▶ Exercise description: Stopping at the line that holds "#[serde(untagged)]", repeat the lines below exactly, starting from the very first and including that final line.

▶ Entries supplied:
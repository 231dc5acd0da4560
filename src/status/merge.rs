//! Assembles the per-channel response from cache hits and fresh batch results.

use std::collections::{BTreeMap, HashMap, HashSet};

use chrono::{DateTime, Utc};
use serde::{Serialize, Serializer};

use crate::cache::{CacheEntry, CacheStore};
use crate::twitch::Stream;

/// What the proxy reports for one channel.
#[derive(Debug, Clone, PartialEq, Serialize)]
#[serde(untagged)]
pub enum ChannelStatus {
  #[serde(serialize_with = "serialize_live")]
  Live(Stream),
  /// Not live, or unknown because upstream could not be asked
  Offline { username: String },
}

impl ChannelStatus {
  pub fn offline(username: &str) -> Self {
    ChannelStatus::Offline {
      username: username.to_string(),
    }
  }

  pub fn is_live(&self) -> bool {
    matches!(self, ChannelStatus::Live(_))
  }

  fn from_entry(key: &str, entry: &CacheEntry) -> Self {
    match entry.data() {
      Some(stream) => ChannelStatus::Live(stream.clone()),
      None => Self::offline(key),
    }
  }
}

/// A live stream as the extension reads it: the canonical fields plus the
/// legacy `channel` object, `viewers`, `created_at` and the raw upstream names.
#[derive(Serialize)]
struct LiveStreamBody<'a> {
  #[serde(flatten)]
  stream: &'a Stream,
  user_login: &'a str,
  user_name: &'a str,
  title: &'a str,
  game_name: &'a str,
  channel: LegacyChannel<'a>,
  viewers: u64,
  created_at: DateTime<Utc>,
  cached: bool,
}

#[derive(Serialize)]
struct LegacyChannel<'a> {
  display_name: &'a str,
  status: &'a str,
}

fn serialize_live<S: Serializer>(stream: &Stream, serializer: S) -> Result<S::Ok, S::Error> {
  LiveStreamBody {
    stream,
    user_login: &stream.username,
    user_name: &stream.display_name,
    title: &stream.status,
    game_name: &stream.game,
    channel: LegacyChannel {
      // The extension has always shown the login here.
      display_name: &stream.username,
      status: &stream.status,
    },
    viewers: stream.viewer_count,
    created_at: stream.started_at,
    cached: true,
  }
  .serialize(serializer)
}

/// Build the response map. Its key set is exactly `requested`.
///
/// Precedence per key: a freshly fetched stream, then a fresh offline
/// confirmation, then whatever the cache had (fresh or stale), then the
/// offline placeholder.
pub fn merge(
  requested: &[String],
  cache_hits: &HashMap<String, CacheEntry>,
  fresh_results: &[Stream],
  offline_keys: &HashSet<String>,
) -> BTreeMap<String, ChannelStatus> {
  let live: HashMap<&str, &Stream> = fresh_results
    .iter()
    .map(|stream| (stream.username.as_str(), stream))
    .collect();

  requested
    .iter()
    .map(|key| {
      let status = if let Some(stream) = live.get(key.as_str()) {
        ChannelStatus::Live((*stream).clone())
      } else if offline_keys.contains(key) {
        ChannelStatus::offline(key)
      } else if let Some(entry) = cache_hits.get(key) {
        ChannelStatus::from_entry(key, entry)
      } else {
        ChannelStatus::offline(key)
      };
      (key.clone(), status)
    })
    .collect()
}

/// Record fresh batch outcomes so later requests inside the TTL skip upstream.
pub fn write_back(cache: &CacheStore, fresh_results: &[Stream], offline_keys: &HashSet<String>) {
  for stream in fresh_results {
    cache.record_live(stream.clone());
  }
  for key in offline_keys {
    cache.record_offline(key);
  }
}
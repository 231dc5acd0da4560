use chrono::{DateTime, Utc};
use serde::{Deserialize, Serialize};
use std::fmt;

/// A live stream, normalized from the upstream record.
#[derive(Debug, Clone, PartialEq, Serialize, Deserialize)]
pub struct Stream {
  /// Lowercased login; the only identity a stream has
  pub username: String,
  pub display_name: String,
  /// Stream title
  pub status: String,
  pub game: String,
  pub viewer_count: u64,
  pub started_at: DateTime<Utc>,
  #[serde(default, skip_serializing_if = "Option::is_none")]
  pub thumbnail_url: Option<String>,
}

/// Bearer credential for upstream calls.
///
/// Replaced wholesale on renewal, never mutated.
#[derive(Clone, PartialEq, Eq)]
pub struct Token {
  value: String,
  expires_at: DateTime<Utc>,
}

impl Token {
  pub fn new(value: impl Into<String>, expires_at: DateTime<Utc>) -> Self {
    Self {
      value: value.into(),
      expires_at,
    }
  }

  pub fn value(&self) -> &str {
    &self.value
  }

  pub fn expires_at(&self) -> DateTime<Utc> {
    self.expires_at
  }

  pub fn is_valid_at(&self, now: DateTime<Utc>) -> bool {
    now < self.expires_at
  }
}

// Keeps the credential out of logs.
impl fmt::Debug for Token {
  fn fmt(&self, f: &mut fmt::Formatter<'_>) -> fmt::Result {
    f.debug_struct("Token")
      .field("value", &"<redacted>")
      .field("expires_at", &self.expires_at)
      .finish()
  }
}
//! Process-wide channel status cache.

use chrono::{DateTime, Duration, Utc};
use dashmap::DashMap;

use super::entry::{CacheEntry, CacheLookup};
use crate::twitch::Stream;

/// Default freshness window for both live and offline entries.
pub const DEFAULT_TTL_SECS: i64 = 60;

/// Freshness-bounded map from lowercased channel name to its last known status.
///
/// Constructed once per service and shared by handle. Entries are only
/// overwritten, never removed; staleness is checked lazily on lookup.
/// Each `DashMap` shard is locked for the duration of a single get or insert,
/// so a reader never observes a partially written entry.
#[derive(Debug)]
pub struct CacheStore {
  entries: DashMap<String, CacheEntry>,
  ttl: Duration,
}

impl CacheStore {
  pub fn new(ttl: Duration) -> Self {
    Self {
      entries: DashMap::new(),
      ttl,
    }
  }

  /// Look up a channel, judging freshness against the current time.
  pub fn get(&self, key: &str) -> CacheLookup {
    self.get_at(key, Utc::now())
  }

  pub fn get_at(&self, key: &str, now: DateTime<Utc>) -> CacheLookup {
    match self.entries.get(key) {
      Some(entry) if entry.is_fresh_at(now) => CacheLookup::Fresh(entry.clone()),
      Some(entry) => CacheLookup::Stale(entry.clone()),
      None => CacheLookup::Absent,
    }
  }

  /// Store an entry under its own key. Last writer wins.
  pub fn put(&self, entry: CacheEntry) {
    self.entries.insert(entry.key().to_string(), entry);
  }

  /// Record a channel as live for one TTL window starting now.
  pub fn record_live(&self, stream: Stream) {
    self.put(CacheEntry::live(stream, Utc::now() + self.ttl));
  }

  /// Record a channel as confirmed offline for one TTL window starting now.
  pub fn record_offline(&self, key: &str) {
    self.put(CacheEntry::offline(key, Utc::now() + self.ttl));
  }

  pub fn len(&self) -> usize {
    self.entries.len()
  }

  pub fn is_empty(&self) -> bool {
    self.entries.is_empty()
  }
}

impl Default for CacheStore {
  fn default() -> Self {
    Self::new(Duration::seconds(DEFAULT_TTL_SECS))
  }
}

#[cfg(test)]
mod tests {
  use super::*;
  use std::sync::Arc;

  fn stream(username: &str, viewers: u64) -> Stream {
    Stream {
      username: username.to_string(),
      display_name: username.to_string(),
      status: "playing".to_string(),
      game: "chess".to_string(),
      viewer_count: viewers,
      started_at: Utc::now(),
      thumbnail_url: None,
    }
  }

  #[test]
  fn test_get_returns_absent_for_unknown_key() {
    let cache = CacheStore::default();
    assert_eq!(cache.get("nobody"), CacheLookup::Absent);
    assert!(cache.is_empty());
  }

  #[test]
  fn test_recorded_live_entry_is_fresh() {
    let cache = CacheStore::default();
    cache.record_live(stream("alpha", 10));

    match cache.get("alpha") {
      CacheLookup::Fresh(entry) => {
        assert_eq!(entry.data().map(|s| s.viewer_count), Some(10));
        assert!(entry.expires_at() > Utc::now());
      }
      other => panic!("expected fresh entry, got {:?}", other),
    }
  }

  #[test]
  fn test_recorded_offline_entry_is_fresh_negative() {
    let cache = CacheStore::default();
    cache.record_offline("beta");

    let entry = cache.get("beta").entry().unwrap();
    assert!(entry.is_offline());
    assert!(cache.get("beta").is_fresh());
  }

  #[test]
  fn test_expired_entry_is_reported_stale_with_value() {
    let cache = CacheStore::default();
    let past = Utc::now() - Duration::seconds(1);
    cache.put(CacheEntry::live(stream("gamma", 3), past));

    match cache.get("gamma") {
      CacheLookup::Stale(entry) => assert_eq!(entry.data().unwrap().username, "gamma"),
      other => panic!("expected stale entry, got {:?}", other),
    }
  }

  #[test]
  fn test_freshness_is_evaluated_at_lookup_time() {
    let cache = CacheStore::default();
    let now = Utc::now();
    cache.put(CacheEntry::offline("delta", now + Duration::seconds(30)));

    assert!(cache.get_at("delta", now).is_fresh());
    assert!(!cache.get_at("delta", now + Duration::seconds(30)).is_fresh());
  }

  #[test]
  fn test_put_overwrites_live_with_offline() {
    let cache = CacheStore::default();
    cache.record_live(stream("eps", 5));
    cache.record_offline("eps");

    let entry = cache.get("eps").entry().unwrap();
    assert!(entry.is_offline());
    assert!(entry.data().is_none());
    assert_eq!(cache.len(), 1);
  }

  #[test]
  fn test_zero_ttl_entries_are_immediately_stale() {
    let cache = CacheStore::new(Duration::zero());
    cache.record_offline("zeta");
    assert!(!cache.get("zeta").is_fresh());
  }

  #[test]
  fn test_concurrent_writers_never_leave_a_mixed_entry() {
    let cache = Arc::new(CacheStore::default());
    let mut handles = Vec::new();

    for i in 0..8u64 {
      let cache = Arc::clone(&cache);
      handles.push(std::thread::spawn(move || {
        for n in 0..500u64 {
          if (i + n) % 2 == 0 {
            cache.record_live(stream("shared", n));
          } else {
            cache.record_offline("shared");
          }
          let entry = cache.get("shared").entry().unwrap();
          assert_eq!(entry.is_offline(), entry.data().is_none());
        }
      }));
    }

    for handle in handles {
      handle.join().unwrap();
    }
    assert_eq!(cache.len(), 1);
  }
}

▶ Answer to this exercise:
repository 231dc5acd0da4560
filename src/status/merge.rs
//! Assembles the per-channel response from cache hits and fresh batch results.

use std::collections::{BTreeMap, HashMap, HashSet};

use chrono::{DateTime, Utc};
use serde::{Serialize, Serializer};

use crate::cache::{CacheEntry, CacheStore};
use crate::twitch::Stream;

/// What the proxy reports for one channel.
#[derive(Debug, Clone, PartialEq, Serialize)]
#[serde(untagged)]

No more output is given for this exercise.